|Bolts face must-win game at Denver, where they hardly ever win|
|Written by Admin|
|Wednesday, 03 October 2007 16:37|
SAN DIEGO (AP) -The San Diego Chargers find themselves in a must-win situation going into a place where they hardly ever come away with a victory.|
The Chargers certainly didn't expect to be 1-3, but they are after their third straight loss, a 30-16 shocker Sunday at home against Kansas City, which scored 24 straight points in the second half.
``I don't know when it's a must-win, to be honest with you, but I know it should be a must-win,'' LaDainian Tomlinson said Wednesday. ``We need a win really bad and we've got to get one this week.''
The saving grace for the Chargers is that they're just a game behind everyone else in the mediocre AFC West. The Broncos, Chiefs and Oakland Raiders are all 2-2.
``It's right up there, pretty close,'' quarterback Philip Rivers said. ``That's really how we approach every game, to be honest with you, but certainly the situation we're in, we obviously know how bad we need to win. The whole community needs a win. This being a division game and considering where we stand in the division, this win here gets us right back in the thick of it.''
Rivers wasn't kidding that the community needs a win. The loss to Kansas City came in the middle of perhaps one of the worst three-day stretches in San Diego's mostly dismal sports history. While the local 11 got shut out in the second half against the Chiefs, the Padres lost three straight games to blow the NL wild-card, and the San Diego State Aztecs were routed by then-No. 24 Cincinnati 52-23 on Saturday night at Qualcomm Stadium.
Not only was Rivers booed mercilessly, but late in the game fans started chanting for Marty Schottenheimer, who was fired as coach in February and replaced by Norv Turner. Turner fell to 59-85-1 in three stints as an NFL head coach.
``If the fans think they're disappointed, we're doubly disappointed,'' Rivers said. ``We hate to lose worse than anyone. We feel for everybody. We know we can play better and want to play better.

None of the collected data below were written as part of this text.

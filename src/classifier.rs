use serde::{Deserialize, Serialize};
use std::path::Path;
use std::sync::Arc;
use tracing::{debug, error, info};

use crate::config::{ArtifactPaths, ModelVersions};
use crate::model::{load_artifact, ImageLabeler, TorchImageLabeler};

const MISSING_CONFIDENCE: f64 = 0.05;
const MIXED_CONFIDENCE: f64 = 0.30;
const IMAGE_TOP_K: usize = 5;

#[derive(Debug, Clone, Copy, PartialEq, Eq, Hash, Serialize, Deserialize)]
#[serde(rename_all = "snake_case")]
pub enum FoodCategory {
    Veg,
    NonVeg,
    Rice,
    Bread,
    Curry,
    Snacks,
    Sweets,
    Mixed,
}

impl FoodCategory {
    pub fn as_str(&self) -> &'static str {
        match self {
            FoodCategory::Veg => "veg",
            FoodCategory::NonVeg => "non_veg",
            FoodCategory::Rice => "rice",
            FoodCategory::Bread => "bread",
            FoodCategory::Curry => "curry",
            FoodCategory::Snacks => "snacks",
            FoodCategory::Sweets => "sweets",
            FoodCategory::Mixed => "mixed",
        }
    }

    pub fn shelf_life_hours(&self) -> u32 {
        match self {
            FoodCategory::Veg => 6,
            FoodCategory::NonVeg => 3,
            FoodCategory::Rice => 5,
            FoodCategory::Bread => 8,
            FoodCategory::Curry => 5,
            FoodCategory::Snacks => 10,
            FoodCategory::Sweets => 12,
            FoodCategory::Mixed => 4,
        }
    }

    pub fn storage(&self) -> &'static str {
        match self {
            FoodCategory::Veg => "Refrigerate below 5 C; reheat before serving.",
            FoodCategory::NonVeg => "Refrigerate immediately; consume within 3 h for safety.",
            FoodCategory::Rice => "Keep covered at room temp up to 2 h, then refrigerate.",
            FoodCategory::Bread => "Room temperature in airtight bag; lasts 6-8 h.",
            FoodCategory::Curry => "Hot-hold above 65 C or refrigerate below 5 C.",
            FoodCategory::Snacks => "Room temperature; avoid moisture.",
            FoodCategory::Sweets => "Cool, dry place; refrigerate cream-based items.",
            FoodCategory::Mixed => "Separate veg/non-veg; refrigerate perishable items.",
        }
    }
}

// Order matters: equal scores keep this order when ranked.
const CATEGORY_KEYWORDS: [(FoodCategory, &[&str]); 7] = [
    (
        FoodCategory::Veg,
        &[
            "paneer", "sabzi", "dal", "vegetable", "aloo", "gobi", "palak", "chole", "rajma", "bhindi", "matar",
            "mushroom", "soya", "tofu",
        ],
    ),
    (
        FoodCategory::NonVeg,
        &[
            "chicken", "mutton", "fish", "egg", "prawn", "kebab", "tikka", "tandoori chicken", "butter chicken",
            "keema",
        ],
    ),
    (
        FoodCategory::Rice,
        &["rice", "pulao", "biryani", "jeera rice", "fried rice", "khichdi", "tahiri", "curd rice"],
    ),
    (
        FoodCategory::Bread,
        &["roti", "naan", "paratha", "chapati", "puri", "pav", "kulcha", "bhatura", "phulka"],
    ),
    (
        FoodCategory::Curry,
        &["curry", "gravy", "masala", "korma", "kadai", "rogan josh", "vindaloo", "makhani", "butter"],
    ),
    (
        FoodCategory::Snacks,
        &["samosa", "pakora", "bhaji", "vada", "chaat", "bhel", "pani puri", "dahi vada", "kachori", "dhokla"],
    ),
    (
        FoodCategory::Sweets,
        &[
            "gulab jamun", "rasgulla", "halwa", "kheer", "jalebi", "ladoo", "barfi", "rasmalai", "sandesh", "payasam",
        ],
    ),
];

const VEG_INDICATORS: &[&str] = &[
    "paneer", "sabzi", "dal", "vegetable", "aloo", "gobi", "palak", "chole", "rajma", "veg", "tofu", "soya",
    "mushroom",
];
const NON_VEG_INDICATORS: &[&str] = &["chicken", "mutton", "fish", "egg", "prawn", "kebab", "keema"];

#[derive(Debug, Clone, PartialEq, Serialize, Deserialize)]
pub struct CategoryScore {
    pub category: FoodCategory,
    pub confidence: f64,
    pub matched_keywords: Vec<String>,
}

#[derive(Debug, Clone, PartialEq, Serialize, Deserialize)]
pub struct Classification {
    pub primary_category: FoodCategory,
    pub confidence: f64,
    /// Categories with at least one match, best first.
    pub all_scores: Vec<CategoryScore>,
    pub is_vegetarian: bool,
    pub shelf_life_hours: u32,
    pub storage_recommendation: String,
    pub model_version: String,
}

#[derive(Debug, Clone, PartialEq, Serialize, Deserialize)]
pub struct LabelScore {
    pub label: String,
    pub confidence: f64,
}

#[derive(Debug, Clone, PartialEq, Serialize, Deserialize)]
pub struct ImageClassification {
    pub label: String,
    pub confidence: f64,
    pub all_labels: Vec<LabelScore>,
    pub model_version: String,
    #[serde(default, skip_serializing_if = "Option::is_none")]
    pub error: Option<String>,
}

impl ImageClassification {
    fn unknown(model_version: String, error: String) -> Self {
        Self {
            label: "unknown".to_string(),
            confidence: 0.0,
            all_labels: Vec::new(),
            model_version,
            error: Some(error),
        }
    }
}

/// Keyword classifier for food descriptions, with an optional image model.
pub struct FoodClassifier {
    image_model: Option<Arc<dyn ImageLabeler>>,
    text_version: String,
    image_version: String,
}

impl FoodClassifier {
    pub fn from_config(artifacts: &ArtifactPaths, versions: &ModelVersions) -> Self {
        let image_model = match (&artifacts.image_model, &artifacts.image_labels) {
            (Some(model), Some(labels)) => {
                load_artifact(Some(model.as_path()), "image classifier", |p| TorchImageLabeler::open(p, labels))
                    .map(|m| Arc::new(m) as Arc<dyn ImageLabeler>)
            }
            (Some(_), None) => {
                error!("image classifier configured without a label file; image classification disabled");
                None
            }
            _ => None,
        };
        Self::new(image_model, &versions.classifier, &versions.image)
    }

    pub fn new(image_model: Option<Arc<dyn ImageLabeler>>, text_version: &str, image_version: &str) -> Self {
        info!("food classifier ready: image_model={}", image_model.is_some());
        Self {
            image_model,
            text_version: text_version.to_string(),
            image_version: image_version.to_string(),
        }
    }

    pub fn classify(&self, description: &str) -> Classification {
        let desc = description.to_lowercase();

        let mut ranked: Vec<(FoodCategory, Vec<String>, f64)> = CATEGORY_KEYWORDS
            .iter()
            .map(|(cat, keywords)| {
                let matched: Vec<String> =
                    keywords.iter().filter(|kw| desc.contains(**kw)).map(|kw| kw.to_string()).collect();
                let conf = keyword_confidence(matched.len());
                (*cat, matched, conf)
            })
            .collect();
        // stable sort: ties keep table order
        ranked.sort_by(|a, b| b.1.len().cmp(&a.1.len()).then(b.2.total_cmp(&a.2)));

        let all_scores: Vec<CategoryScore> = ranked
            .iter()
            .filter(|(_, matched, _)| !matched.is_empty())
            .map(|(cat, matched, conf)| CategoryScore {
                category: *cat,
                confidence: *conf,
                matched_keywords: matched.clone(),
            })
            .collect();

        let (primary, confidence, all_scores) = match all_scores.first() {
            Some(top) => (top.category, top.confidence, all_scores.clone()),
            None => (
                FoodCategory::Mixed,
                MIXED_CONFIDENCE,
                vec![CategoryScore {
                    category: FoodCategory::Mixed,
                    confidence: MIXED_CONFIDENCE,
                    matched_keywords: Vec::new(),
                }],
            ),
        };

        let has_veg = VEG_INDICATORS.iter().any(|kw| desc.contains(kw));
        let has_non_veg = NON_VEG_INDICATORS.iter().any(|kw| desc.contains(kw));

        debug!("classified {:?} as {}", description, primary.as_str());
        Classification {
            primary_category: primary,
            confidence,
            all_scores,
            is_vegetarian: has_veg && !has_non_veg,
            shelf_life_hours: primary.shelf_life_hours(),
            storage_recommendation: primary.storage().to_string(),
            model_version: self.text_version.clone(),
        }
    }

    pub fn primary_category(&self, description: &str) -> FoodCategory {
        self.classify(description).primary_category
    }

    pub fn classify_image(&self, image: &Path) -> ImageClassification {
        let Some(model) = &self.image_model else {
            return ImageClassification::unknown(
                "image-unavailable".to_string(),
                "image classifier not loaded".to_string(),
            );
        };

        match model.top_k(image, IMAGE_TOP_K) {
            Ok(labels) if !labels.is_empty() => {
                let all_labels: Vec<LabelScore> = labels
                    .into_iter()
                    .map(|(label, p)| LabelScore {
                        label,
                        confidence: (p as f64).clamp(0.0, 1.0),
                    })
                    .collect();
                ImageClassification {
                    label: all_labels[0].label.clone(),
                    confidence: all_labels[0].confidence,
                    all_labels,
                    model_version: self.image_version.clone(),
                    error: None,
                }
            }
            Ok(_) => ImageClassification::unknown(self.image_version.clone(), "model returned no labels".to_string()),
            Err(e) => {
                error!("image classification failed for {}: {:#}", image.display(), e);
                ImageClassification::unknown(self.image_version.clone(), e.to_string())
            }
        }
    }

    pub fn has_image_model(&self) -> bool {
        self.image_model.is_some()
    }
}

fn keyword_confidence(matches: usize) -> f64 {
    if matches == 0 {
        MISSING_CONFIDENCE
    } else {
        (0.40 + 0.15 * matches as f64).min(0.98)
    }
}

#[cfg(test)]
mod tests {
    use super::*;

    fn classifier() -> FoodClassifier {
        FoodClassifier::new(None, "keyword-nlp-v2", "vit")
    }

    #[test]
    fn test_keyword_confidence() {
        assert_eq!(keyword_confidence(0), 0.05);
        assert!((keyword_confidence(1) - 0.55).abs() < 1e-9);
        assert!((keyword_confidence(2) - 0.70).abs() < 1e-9);
        assert_eq!(keyword_confidence(10), 0.98);
    }

    #[test]
    fn test_no_match_is_mixed() {
        let c = classifier().classify("assorted leftovers from lunch");
        assert_eq!(c.primary_category, FoodCategory::Mixed);
        assert_eq!(c.confidence, 0.30);
        assert_eq!(c.all_scores.len(), 1);
        assert_eq!(c.shelf_life_hours, 4);
        assert!(!c.is_vegetarian);
    }

    #[test]
    fn test_more_matches_rank_first() {
        let c = classifier().classify("Chicken biryani with jeera rice and raita");
        // rice: rice, biryani, jeera rice
        assert_eq!(c.primary_category, FoodCategory::Rice);
        assert_eq!(c.all_scores[0].matched_keywords.len(), 3);
        assert!(!c.is_vegetarian);
    }

    #[test]
    fn test_non_veg_indicator_wins() {
        let c = classifier().classify("dal makhani, aloo gobi and egg curry");
        assert!(!c.is_vegetarian);
    }

    #[test]
    fn test_primary_category_shortcut() {
        assert_eq!(classifier().primary_category("gulab jamun and jalebi"), FoodCategory::Sweets);
    }

    struct Broken;

    impl ImageLabeler for Broken {
        fn top_k(&self, _: &Path, _: usize) -> anyhow::Result<Vec<(String, f32)>> {
            anyhow::bail!("selected index k out of range")
        }
    }

    struct Silent;

    impl ImageLabeler for Silent {
        fn top_k(&self, _: &Path, _: usize) -> anyhow::Result<Vec<(String, f32)>> {
            Ok(Vec::new())
        }
    }

    #[test]
    fn test_image_inference_error_is_reported() {
        let clf = FoodClassifier::new(Some(Arc::new(Broken)), "keyword-nlp-v2", "vit");
        let r = clf.classify_image(Path::new("/tmp/plate.jpg"));
        assert_eq!(r.label, "unknown");
        assert_eq!(r.confidence, 0.0);
        assert_eq!(r.model_version, "vit");
        assert!(r.error.as_deref().is_some_and(|e| e.contains("out of range")));

        // the model stays loaded for the next call
        assert!(clf.has_image_model());
    }

    #[test]
    fn test_image_empty_result() {
        let clf = FoodClassifier::new(Some(Arc::new(Silent)), "keyword-nlp-v2", "vit");
        let r = clf.classify_image(Path::new("/tmp/plate.jpg"));
        assert_eq!(r.label, "unknown");
        assert!(r.all_labels.is_empty());
        assert_eq!(r.error.as_deref(), Some("model returned no labels"));
    }

    #[test]
    fn test_image_without_model() {
        let r = classifier().classify_image(Path::new("/tmp/plate.jpg"));
        assert_eq!(r.label, "unknown");
        assert_eq!(r.confidence, 0.0);
        assert!(r.all_labels.is_empty());
        assert!(r.error.is_some());
    }
}
use serde::{Deserialize, Serialize};

use crate::config::{FoodSafetyConfig, ImpactFactors};

#[derive(Debug, Clone, Copy, PartialEq, Eq, Serialize, Deserialize)]
#[serde(rename_all = "snake_case")]
pub enum FoodCondition {
    Hot,
    Cold,
    Ambient,
}

#[derive(Debug, Clone, PartialEq, Serialize, Deserialize)]
pub struct ImpactSummary {
    pub food_kg: f64,
    pub meals: u64,
    pub co2_avoided_kg: f64,
    pub water_saved_litres: f64,
    pub value: f64,
}

/// Converts rescued food mass into impact figures and checks holding
/// temperatures.
#[derive(Debug, Clone, Default)]
pub struct ImpactEstimator {
    factors: ImpactFactors,
    safety: FoodSafetyConfig,
}

impl ImpactEstimator {
    pub fn new(factors: ImpactFactors, safety: FoodSafetyConfig) -> Self {
        Self { factors, safety }
    }

    pub fn estimate(&self, food_kg: f64) -> ImpactSummary {
        let kg = food_kg.max(0.0);
        ImpactSummary {
            food_kg: kg,
            meals: (kg * self.factors.meals_per_kg).floor() as u64,
            co2_avoided_kg: kg * self.factors.co2_per_kg,
            water_saved_litres: kg * self.factors.water_litres_per_kg,
            value: kg * self.factors.value_per_kg,
        }
    }

    /// True when cold food is too warm or hot food has cooled too far.
    pub fn temperature_alert(&self, condition: FoodCondition, celsius: f64) -> bool {
        match condition {
            FoodCondition::Cold => celsius > self.safety.cold_max_c,
            FoodCondition::Hot => celsius < self.safety.hot_min_c,
            FoodCondition::Ambient => false,
        }
    }
}

#[cfg(test)]
mod tests {
    use super::*;

    #[test]
    fn test_estimate() {
        let est = ImpactEstimator::default();
        let s = est.estimate(12.3);
        assert_eq!(s.meals, 49);
        assert!((s.co2_avoided_kg - 30.75).abs() < 1e-9);
        assert!((s.water_saved_litres - 12_300.0).abs() < 1e-6);
        assert!((s.value - 1230.0).abs() < 1e-6);
        assert_eq!(est.estimate(-4.0).meals, 0);
    }

    #[test]
    fn test_temperature_alert() {
        let est = ImpactEstimator::default();
        assert!(est.temperature_alert(FoodCondition::Cold, 7.5));
        assert!(!est.temperature_alert(FoodCondition::Cold, 4.0));
        assert!(est.temperature_alert(FoodCondition::Hot, 50.0));
        assert!(!est.temperature_alert(FoodCondition::Hot, 70.0));
        assert!(!est.temperature_alert(FoodCondition::Ambient, 30.0));
    }
}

``You somewhat understand it, then again it's somewhat disappointing, early in the first half in a game where we're up 16-6. I think we just keep playing, and we can get this thing heading in the right direction and get everybody back on board.''
The Chargers won 35-27 at Denver last season after rallying from a 24-7 third-quarter deficit. But the Chargers haven't had consecutive wins in Denver since 1967-68, back in the teams' AFL days. In the last 24 years, San Diego has won only four times in the Mile High City.
Part of the Chargers' sluggish start can be attributed to Rivers' nine turnovers. He's thrown six interceptions and lost three fumbles, leading to 37 points for the opponents. He's had one interception and one fumble returned for touchdowns.
Tomlinson raised an interesting point when asked if he was alarmed by Rivers' turnovers.
``You know, I think Philip is definitely trying to make plays. And if you think about it, last year, for the most part, we protected him a lot. We ran the ball and we played a lot more conservative at times running the football, whereas this year, we're taking chances, and that's all about having Norv Turner as your head coach, you're going to take more chances. So you may have a little more interceptions than you did the previous year.''
Asked if there was anything to that, Rivers replied: ``Nah.''
Tomlinson finally cracked triple digits in a game by rushing for 132 yards and one touchdown. The reigning league MVP gained 116 yards in the first half, then carried only six times in the second half for 16 more yards.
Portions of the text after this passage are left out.